Closed Bug 1716392 Opened 4 years ago Closed 4 years ago

Automate biweekly runs of passwordmgr-related-realms-updater

Categories

(Cloud Services :: General, task)

task

Tracking

(Not tracked)

RESOLVED FIXED

People

(Reporter: brian, Assigned: cvalaas)

References

Details

Attachments

(1 file)

The team behind the https://github.com/mozilla/passwordmgr-remote-settings-updater tool needs it to run once biweekly.

There is a docker image for it available at https://hub.docker.com/repository/docker/mozilla/passwordmgr-related-realms-updater

This could be implemented similarly to the existing https://github.com/mozilla-services/cloudops-infra/tree/master/projects/ccadb2onecrl job.

Previous work on this was tracked in https://jira.mozilla.com/browse/SE-1735

Sven is handing this off to Chris, who should be able to get help from teammates on Services SRE for setting this up. In particular I'm cc'ing Wei, since I know he can help with provisioning credentials and setting permissions Remote Settings.

I already provisioned credentials for this, but the permissions need to be updated, since the scope has been expanded. The username is related-realms-publisher, and the password is in hiera-sops/app/kinto.{stage,prod}.yaml. I've filed https://github.com/mozilla-services/remote-settings-permissions/pull/235 to expand the permissions of the bot user to both the collections the script is supposed to update. (Originally we planned to use that bot user only for one of the collections, hence the name.)

The Jenkis job should be pretty similar to the ccadb2onecrl one that Brian linked above. One difference is that we want to run the Docker image twice in this case, once for stage and once for prod, so there will be an additional stage in the Jenkinsfile.

One more thing – the ticket description says "biweekly runs". In my opinion, we could make that daily, or maybe Monday to Friday. The script checks whether there were any changes, and only updates the data if acutally needed. I don't see any advantage of running this only every two weeks.

Tim, I think you requested to run this every fortnight. Do you have any concerns about running this daily instead?

Sven, the only concern I have about running this job daily is that by running the job daily, this timeline forces myself or Dimi to review the collection the day the review request comes in. I didn't test the script's behavior if there is an outstanding review request on Remote Settings...so I'm not sure if Remote Settings will create a duplicate request or update the currently requested review.

Other than that, I don't have any concerns about running this job daily.
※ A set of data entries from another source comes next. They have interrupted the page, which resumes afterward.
use std::env;
use std::fmt;
use std::net::{IpAddr, SocketAddr};
use std::path::PathBuf;

/// Distinguishes runtime behavior for different stages of the service.
#[derive(Debug, Clone, Copy, PartialEq, Eq)]
pub enum AppEnvironment {
    Development,
    Test,
    Production,
}

impl AppEnvironment {
    fn from_str(value: &str) -> Self {
        match value.trim().to_ascii_lowercase().as_str() {
            "prod" | "production" => Self::Production,
            "test" | "ci" => Self::Test,
            _ => Self::Development,
        }
    }
}

/// Top-level configuration for the triage service.
#[derive(Debug, Clone)]
pub struct AppConfig {
    pub environment: AppEnvironment,
    pub server: ServerConfig,
    pub telemetry: TelemetryConfig,
    pub knowledge: KnowledgeConfig,
}

impl AppConfig {
    pub fn load() -> Result<Self, ConfigError> {
        dotenvy::dotenv().ok();

        let environment = AppEnvironment::from_str(
            &env::var("APP_ENV").unwrap_or_else(|_| "development".to_string()),
        );

        let host = env::var("APP_HOST").unwrap_or_else(|_| "127.0.0.1".to_string());
        let port = env::var("APP_PORT")
            .unwrap_or_else(|_| "3000".to_string())
            .parse::<u16>()
            .map_err(|_| ConfigError::InvalidPort)?;

        let log_level = env::var("APP_LOG_LEVEL").unwrap_or_else(|_| "info".to_string());

        let tables = match env::var("APP_KNOWLEDGE_BASE") {
            Ok(raw) if raw.trim().is_empty() => return Err(ConfigError::EmptyKnowledgePath),
            Ok(raw) => Some(PathBuf::from(raw.trim())),
            Err(_) => None,
        };

        Ok(Self {
            environment,
            server: ServerConfig { host, port },
            telemetry: TelemetryConfig { log_level },
            knowledge: KnowledgeConfig { tables },
        })
    }
}

/// Settings controlling the HTTP server binding.
#[derive(Debug, Clone)]
pub struct ServerConfig {
    pub host: String,
    pub port: u16,
}

impl ServerConfig {
    pub fn socket_addr(&self) -> Result<SocketAddr, ConfigError> {
        if self.host.eq_ignore_ascii_case("localhost") {
            return Ok(SocketAddr::new(IpAddr::from([127, 0, 0, 1]), self.port));
        }

        let ip: IpAddr = self
            .host
            .parse()
            .map_err(|source| ConfigError::InvalidHost { source })?;

        Ok(SocketAddr::new(ip, self.port))
    }
}

/// Tracing controls.
#[derive(Debug, Clone)]
pub struct TelemetryConfig {
    pub log_level: String,
}

/// Where the knowledge base comes from. `None` selects the curated builtin tables.
#[derive(Debug, Clone, Default)]
pub struct KnowledgeConfig {
    pub tables: Option<PathBuf>,
}

#[derive(Debug)]
pub enum ConfigError {
    InvalidPort,
    InvalidHost { source: std::net::AddrParseError },
    EmptyKnowledgePath,
}

impl fmt::Display for ConfigError {
    fn fmt(&self, f: &mut fmt::Formatter<'_>) -> fmt::Result {
        match self {
            ConfigError::InvalidPort => write!(f, "APP_PORT must be a valid u16"),
            ConfigError::InvalidHost { .. } => {
                write!(f, "APP_HOST must parse to an IPv4 or IPv6 address")
            }
            ConfigError::EmptyKnowledgePath => {
                write!(f, "APP_KNOWLEDGE_BASE is set but empty; unset it to use builtin tables")
            }
        }
    }
}

impl std::error::Error for ConfigError {
    fn source(&self) -> Option<&(dyn std::error::Error + 'static)> {
        match self {
            ConfigError::InvalidPort | ConfigError::EmptyKnowledgePath => None,
            ConfigError::InvalidHost { source } => Some(source),
        }
    }
}
use super::domain::{ConditionUrgency, OverallUrgency, RedFlagSeverity};
use super::knowledge::ConditionDefinition;
use super::red_flags::RedFlagAlert;

/// Overall urgency and the sentence justifying it. First match wins:
/// critical flag, danger flag, then the top-ranked condition's tier.
pub(crate) fn determine_urgency(
    alerts: &[RedFlagAlert],
    top: Option<&ConditionDefinition>,
) -> (OverallUrgency, String) {
    if let Some(alert) = first_with(alerts, RedFlagSeverity::Critical) {
        return (
            OverallUrgency::Emergency,
            format!("Critical warning sign: {}. {}", alert.condition, alert.reason),
        );
    }

    if let Some(alert) = first_with(alerts, RedFlagSeverity::Danger) {
        return (
            OverallUrgency::UrgentCare,
            format!("Warning sign detected: {}. {}", alert.condition, alert.reason),
        );
    }

    let Some(condition) = top else {
        return (
            OverallUrgency::SelfCare,
            "No warning signs were detected and no condition matched strongly enough to raise urgency."
                .to_string(),
        );
    };

    let reason = match condition.urgency {
        ConditionUrgency::Emergency => format!(
            "{} ranks highest among the possibilities and can be a medical emergency.",
            condition.name
        ),
        ConditionUrgency::Urgent => format!(
            "{} ranks highest among the possibilities and usually needs same-day care.",
            condition.name
        ),
        ConditionUrgency::Soon => format!(
            "{} ranks highest among the possibilities and is best checked by a provider within a few days.",
            condition.name
        ),
        ConditionUrgency::SelfCare => format!(
            "{} ranks highest among the possibilities and can usually be managed at home.",
            condition.name
        ),
    };

    (OverallUrgency::from(condition.urgency), reason)
}

fn first_with(alerts: &[RedFlagAlert], severity: RedFlagSeverity) -> Option<&RedFlagAlert> {
    alerts.iter().find(|alert| alert.severity == severity)
}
Let me know if you need any other information from me!

Hi folkx!

What are the values for FX_REMOTE_SETTINGS_WRITER_SERVER[1] for stage and prod? And are they secrets?

thanks!

[1] https://github.com/mozilla/passwordmgr-remote-settings-updater/blob/main/README.md

Flags: needinfo?(tgiles)

Hey :cvalaas, FX_REMOTE_SETTINGS_WRITER_SERVER should be "https://settings-writer.prod.mozaws.net/v1" for prod, and "https://settings-writer.stage.mozaws.net/v1" for stage. These are not secrets as they are seen in the Remote Settings documentation.
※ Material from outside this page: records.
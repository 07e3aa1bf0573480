mod common;
mod follow_up;
mod intake;
mod red_flags;
//! Error types for the auction service

/// Business-rule rejections raised by the auction state.
///
/// These never cross the wire as gRPC errors: the service layer converts
/// them to `success = false` responses. Transport failures are reported
/// separately via [`tonic::Status`].
#[derive(Debug, thiserror::Error)]
pub enum Error {
    /// The nickname is already registered.
    #[error("nickname '{0}' is already registered")]
    NicknameTaken(String),

    /// The bid referenced a product ID that does not exist.
    #[error("product '{0}' does not exist")]
    UnknownProduct(String),

    /// The bid amount does not strictly exceed the current price.
    #[error("bid of {amount} does not exceed current price {current_price}")]
    BidTooLow {
        /// The rejected bid amount.
        amount: f64,
        /// The product's current price at evaluation time.
        current_price: f64,
    },
}

/// Convenience alias used throughout the crate.
pub type Result<T, E = Error> = std::result::Result<T, E>;
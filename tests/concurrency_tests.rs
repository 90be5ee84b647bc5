//! Concurrency properties of the auction state: the externally observable
//! effect of N concurrent calls must equal some serial order of them.

use auction_house::server::AuctionState;
use auction_house::Error;

mod common;

#[tokio::test(flavor = "multi_thread", worker_threads = 8)]
async fn concurrent_bids_serialize_to_the_maximum() {
    common::init_tracing();

    let state = AuctionState::new();
    let product = state.add_product("Vase", 10.0, "alice").await;

    let mut handles = Vec::new();
    for i in 0..50u32 {
        let state = state.clone();
        let product_id = product.id.clone();
        let amount = 11.0 + f64::from(i);
        handles.push(tokio::spawn(async move {
            state
                .place_bid(&product_id, &format!("bidder-{i}"), amount)
                .await
        }));
    }

    let mut accepted = 0;
    for handle in handles {
        if handle.await.unwrap().is_ok() {
            accepted += 1;
        }
    }

    // The highest amount always finds current_price below it, so it is
    // accepted in every serial order; everything after it is rejected.
    let products = state.products().await;
    assert_eq!(products[0].current_price, 60.0);
    assert!(accepted >= 1);

    // The audit trail must be strictly increasing: no bid was evaluated
    // against a stale price.
    let bids = state.bids().await;
    assert_eq!(bids.len(), accepted);
    for window in bids.windows(2) {
        assert!(
            window[1].amount > window[0].amount,
            "accepted bids out of order: {} then {}",
            window[0].amount,
            window[1].amount
        );
    }
    assert_eq!(bids.last().unwrap().amount, 60.0);
}

#[tokio::test(flavor = "multi_thread", worker_threads = 8)]
async fn concurrent_registrations_have_a_single_winner() {
    common::init_tracing();

    let state = AuctionState::new();

    let mut handles = Vec::new();
    for _ in 0..20 {
        let state = state.clone();
        handles.push(tokio::spawn(
            async move { state.register_user("mallory").await },
        ));
    }

    let mut successes = 0;
    for handle in handles {
        match handle.await.unwrap() {
            Ok(()) => successes += 1,
            Err(Error::NicknameTaken(_)) => {}
            Err(e) => panic!("unexpected rejection: {e}"),
        }
    }

    assert_eq!(successes, 1, "Exactly one registration may win");
    assert_eq!(state.user_count().await, 1);
}

#[tokio::test(flavor = "multi_thread", worker_threads = 8)]
async fn concurrent_adds_yield_unique_ids() {
    common::init_tracing();

    let state = AuctionState::new();

    let mut handles = Vec::new();
    for i in 0..50 {
        let state = state.clone();
        handles.push(tokio::spawn(async move {
            state.add_product(&format!("Item {i}"), 1.0, "seller").await
        }));
    }

    let mut ids = std::collections::HashSet::new();
    for handle in handles {
        ids.insert(handle.await.unwrap().id);
    }

    assert_eq!(ids.len(), 50);
    assert_eq!(state.product_count().await, 50);
}

#[tokio::test(flavor = "multi_thread", worker_threads = 8)]
async fn snapshot_is_never_torn_under_concurrent_bidding() {
    common::init_tracing();

    let state = AuctionState::new();
    let product = state.add_product("Vase", 10.0, "alice").await;

    let bidder_state = state.clone();
    let product_id = product.id.clone();
    let bidder = tokio::spawn(async move {
        for i in 0..100u32 {
            let _ = bidder_state
                .place_bid(&product_id, "bob", 11.0 + f64::from(i))
                .await;
        }
    });

    // Every snapshot observed while bids land must satisfy the product
    // invariant current_price >= initial_price.
    for _ in 0..50 {
        let products = state.products().await;
        for p in &products {
            assert!(p.current_price >= p.initial_price);
        }
        tokio::task::yield_now().await;
    }

    bidder.await.unwrap();
    assert_eq!(state.products().await[0].current_price, 110.0);
}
Let me know if you need more information from me, thanks!

Flags: needinfo?(tgiles)
Blocks: 1686071

Hi :cvalaas, do you think this work will be done by the end of the week? I didn't realize that QA was starting their testing next week and I need to have this data in Remote Settings so that they can test Bug 1686071. Just trying to keep my QA contact in the loop!

Thanks for the help!

Flags: needinfo?(cvalaas)

:tgiles possibly!

Unfortunately, I don't know what I don't know (and this is my first time through this process), but seems doable!
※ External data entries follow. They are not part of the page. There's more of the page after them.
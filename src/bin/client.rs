use auction_house::AuctionClient;
use clap::{Parser, Subcommand};

#[derive(Parser)]
#[command(name = "client")]
#[command(about = "Live-auction command-line client", long_about = None)]
struct Cli {
    #[arg(short, long, default_value = "http://127.0.0.1:50051")]
    server: String,

    #[command(subcommand)]
    command: Commands,
}

#[derive(Subcommand)]
enum Commands {
    /// Register a nickname
    Register {
        #[arg(short, long)]
        nickname: String,
    },

    /// List a product for sale
    AddProduct {
        #[arg(short, long)]
        name: String,

        #[arg(short, long)]
        price: f64,

        #[arg(short, long)]
        seller: String,
    },

    /// Show all products with their current prices
    List,

    /// Place a bid on a product
    Bid {
        #[arg(short, long)]
        product_id: String,

        #[arg(short, long)]
        bidder: String,

        #[arg(short, long)]
        amount: f64,
    },
}

#[tokio::main]
async fn main() -> Result<(), Box<dyn std::error::Error>> {
    let cli = Cli::parse();

    let mut client = AuctionClient::connect(cli.server.clone()).await?;

    match cli.command {
        Commands::Register { nickname } => {
            println!("Registering nickname '{nickname}'...");

            if client.register_user(&nickname).await? {
                println!("Registered '{nickname}'");
            } else {
                eprintln!("Nickname '{nickname}' is already taken");
                std::process::exit(1);
            }
        }

        Commands::AddProduct {
            name,
            price,
            seller,
        } => {
            println!("Listing '{name}' at {price} for seller '{seller}'...");

            let product_id = client.add_product(&name, price, &seller).await?;
            println!("Product listed with ID {product_id}");
        }

        Commands::List => {
            let products = client.get_products().await?;

            if products.is_empty() {
                println!("No products listed");
                return Ok(());
            }

            println!("{} product(s):", products.len());
            for product in products {
                println!(
                    "  {} - {} (seller: {}, current: {}, initial: {})",
                    product.id,
                    product.name,
                    product.seller,
                    product.current_price,
                    product.initial_price,
                );
            }
        }

        Commands::Bid {
            product_id,
            bidder,
            amount,
        } => {
            println!("Bidding {amount} on {product_id} as '{bidder}'...");

            if client.place_bid(&product_id, &bidder, amount).await? {
                println!("Bid accepted; current price is now {amount}");
            } else {
                eprintln!("Bid rejected: the product does not exist or the amount does not exceed the current price");
                std::process::exit(1);
            }
        }
    }

    Ok(())
}
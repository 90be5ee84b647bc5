fn main() {
    // Supply a protoc binary for environments without a system install.
    // Does not affect generated code, only where the compiler is found.
    if std::env::var_os("PROTOC").is_none() {
        if let Ok(protoc) = protoc_bin_vendored::protoc_bin_path() {
            std::env::set_var("PROTOC", protoc);
        }
    }

    tonic_build::configure()
        .build_server(true)
        .build_client(true)
        .emit_rerun_if_changed(false)
        .compile_protos(&["proto/auction.proto"], &["proto"])
        .unwrap();
}
//! Board module: displays and edits the active board.
//!
//! Mounted independently of the controls module; the only shared state is
//! the snapshot cache and the identity bus, both taken from context. On
//! first mount with no persisted identity, uploads a default empty board
//! and publishes the new identity through the broadcaster.

use leptos::prelude::*;

use crate::components::board_grid::BoardGrid;
use crate::components::error_line::ErrorLine;
use crate::state::cache::{CacheKey, SnapshotCache};
use crate::state::identity::IdentityBus;
use crate::state::queries::{use_active_identity, use_board_query};

/// The board renderer/editor.
#[component]
pub fn BoardPanel() -> impl IntoView {
    let cache = expect_context::<StoredValue<SnapshotCache, LocalStorage>>();
    let bus = expect_context::<StoredValue<IdentityBus, LocalStorage>>();

    let board_id = use_active_identity(bus);
    let query = use_board_query(cache, move || {
        board_id.get().map(|id| CacheKey::current(&id))
    });

    let create_error = RwSignal::new(None::<String>);
    let update_error = RwSignal::new(None::<String>);

    // No persisted identity yet: create a board once. A failure surfaces as
    // a dismissible message and leaves the page usable.
    #[cfg(feature = "hydrate")]
    {
        if board_id.get_untracked().is_none() {
            leptos::task::spawn_local(async move {
                let bus = bus.get_value();
                if let Err(e) = crate::state::edit::create_default_board(&bus).await {
                    create_error.set(Some(e.to_string()));
                }
            });
        }
    }

    let on_toggle = Callback::new(move |(row, col): (usize, usize)| {
        // Broadcast the interaction on every click, before and independent
        // of the request's outcome.
        bus.with_value(|b| b.mark_interacted());
        let Some(id) = board_id.get_untracked() else {
            return;
        };
        #[cfg(feature = "hydrate")]
        {
            let cache = cache.get_value();
            leptos::task::spawn_local(async move {
                if let Err(e) = crate::state::edit::toggle_cell(&cache, &id, row, col).await {
                    update_error.set(Some(e.to_string()));
                }
            });
        }
        #[cfg(not(feature = "hydrate"))]
        {
            let _ = (cache, id, row, col);
        }
    });

    view! {
        <div class="board-panel">
            {move || {
                let Some(id) = board_id.get() else {
                    return view! { <p class="board-panel__loading">"Loading board..."</p> }
                        .into_any();
                };
                let q = query.get();
                if let Some(err) = q.error {
                    return view! {
                        <p class="board-panel__error">{format!("Failed to load board: {err}")}</p>
                    }
                    .into_any();
                }
                let Some(snapshot) = q.snapshot else {
                    return view! { <p class="board-panel__loading">"Loading board..."</p> }
                        .into_any();
                };
                let meta = format!(
                    "Board ID: {id} \u{2022} Gen: {} \u{2022} Alive: {}",
                    snapshot.generation, snapshot.alive_count
                );
                view! {
                    <div>
                        <BoardGrid grid=snapshot.grid_or_empty() on_toggle=on_toggle/>
                        <p class="board-panel__meta">{meta}</p>
                    </div>
                }
                .into_any()
            }}
            {move || {
                create_error.get().map(|msg| {
                    view! {
                        <ErrorLine prefix="Failed to create board" message=msg signal=create_error/>
                    }
                })
            }}
            {move || {
                update_error.get().map(|msg| {
                    view! {
                        <ErrorLine prefix="Failed to update board" message=msg signal=update_error/>
                    }
                })
            }}
        </div>
    }
}
#[cfg(test)]
#[path = "types_test.rs"]
mod types_test;

/// Opaque server-issued token naming one board instance.
pub type BoardId = String;

/// Request body for uploading a new board.
///
/// A `None` grid asks the server to create an empty board of its default
/// size.
#[derive(Clone, Debug, PartialEq, Eq, serde::Serialize, serde::Deserialize)]
pub struct UploadBoardRequest {
    pub grid: Option<Vec<Vec<bool>>>,
}

/// One server-side view of a board at a specific generation.
///
/// The server is authoritative for every field; the client only ever
/// fabricates a snapshot transiently for optimistic edits, and then with an
/// unchanged `generation`. The server may omit `grid` (`null` on the wire);
/// use [`BoardSnapshot::grid_or_empty`] to materialize an all-dead grid of
/// the advertised dimensions.
#[derive(Clone, Debug, PartialEq, Eq, serde::Serialize, serde::Deserialize)]
#[serde(rename_all = "camelCase")]
pub struct BoardSnapshot {
    pub id: BoardId,
    pub generation: u64,
    pub width: usize,
    pub height: usize,
    pub alive_count: usize,
    pub grid: Option<Vec<Vec<bool>>>,
}

impl BoardSnapshot {
    /// The snapshot's grid, or an all-dead `height`×`width` grid when the
    /// server omitted it.
    pub fn grid_or_empty(&self) -> Vec<Vec<bool>> {
        self.grid
            .clone()
            .unwrap_or_else(|| vec![vec![false; self.width]; self.height])
    }
}

/// Result of the server's loop/period detection endpoint.
///
/// Exposed by the client but not consumed by any UI path.
#[derive(Clone, Debug, PartialEq, Eq, serde::Serialize, serde::Deserialize)]
#[serde(rename_all = "camelCase")]
pub struct FinalState {
    pub id: BoardId,
    pub final_grid: Option<Vec<Vec<bool>>>,
    pub steps_taken: u64,
    pub is_loop: bool,
    pub period: u64,
    pub conclusion: Option<String>,
}

/// Uniform failure shape for every remote operation.
///
/// `Transport` and `Timeout` mean no usable response arrived; `Server`
/// carries the HTTP status and a message extracted from the response body
/// when one is present. `Validation` is raised client-side before any
/// request is sent.
#[derive(Clone, Debug, PartialEq, Eq, thiserror::Error)]
pub enum RequestError {
    #[error("{0}")]
    Transport(String),
    #[error("request timed out")]
    Timeout,
    #[error("{status}: {message}")]
    Server { status: u16, message: String },
    #[error("{0}")]
    Validation(String),
}

impl RequestError {
    /// HTTP status of a server rejection, if this error carries one.
    pub fn status(&self) -> Option<u16> {
        match self {
            Self::Server { status, .. } => Some(*status),
            _ => None,
        }
    }
}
Sven mentioned you in the PR (https://github.com/mozilla-services/cloudops-infra/pull/3214) I made for this:

It looks like the Docker image still has the name passwordmgr-related-realms-updater. It would probably make sense to coordinate with @TGiles to get that renamed to be in line with the project name here.

Are you able to rename the docker image to passwordmgr-remote-settings-updater ?

Flags: needinfo?(cvalaas) → needinfo?(tgiles)

:cvallas, thanks for the transparency, I appreciate it! :)

I'm not able to see the actual PR unfortunately, so thank you for quoting the relevant information! I don't know why I don't have access to that org, but I probably don't need access in the long run.

I'm looking into renaming the docker image and will keep you posted. I'm surprised the circleCI configuration doesn't handle this naming, I know I didn't have to specify a name before.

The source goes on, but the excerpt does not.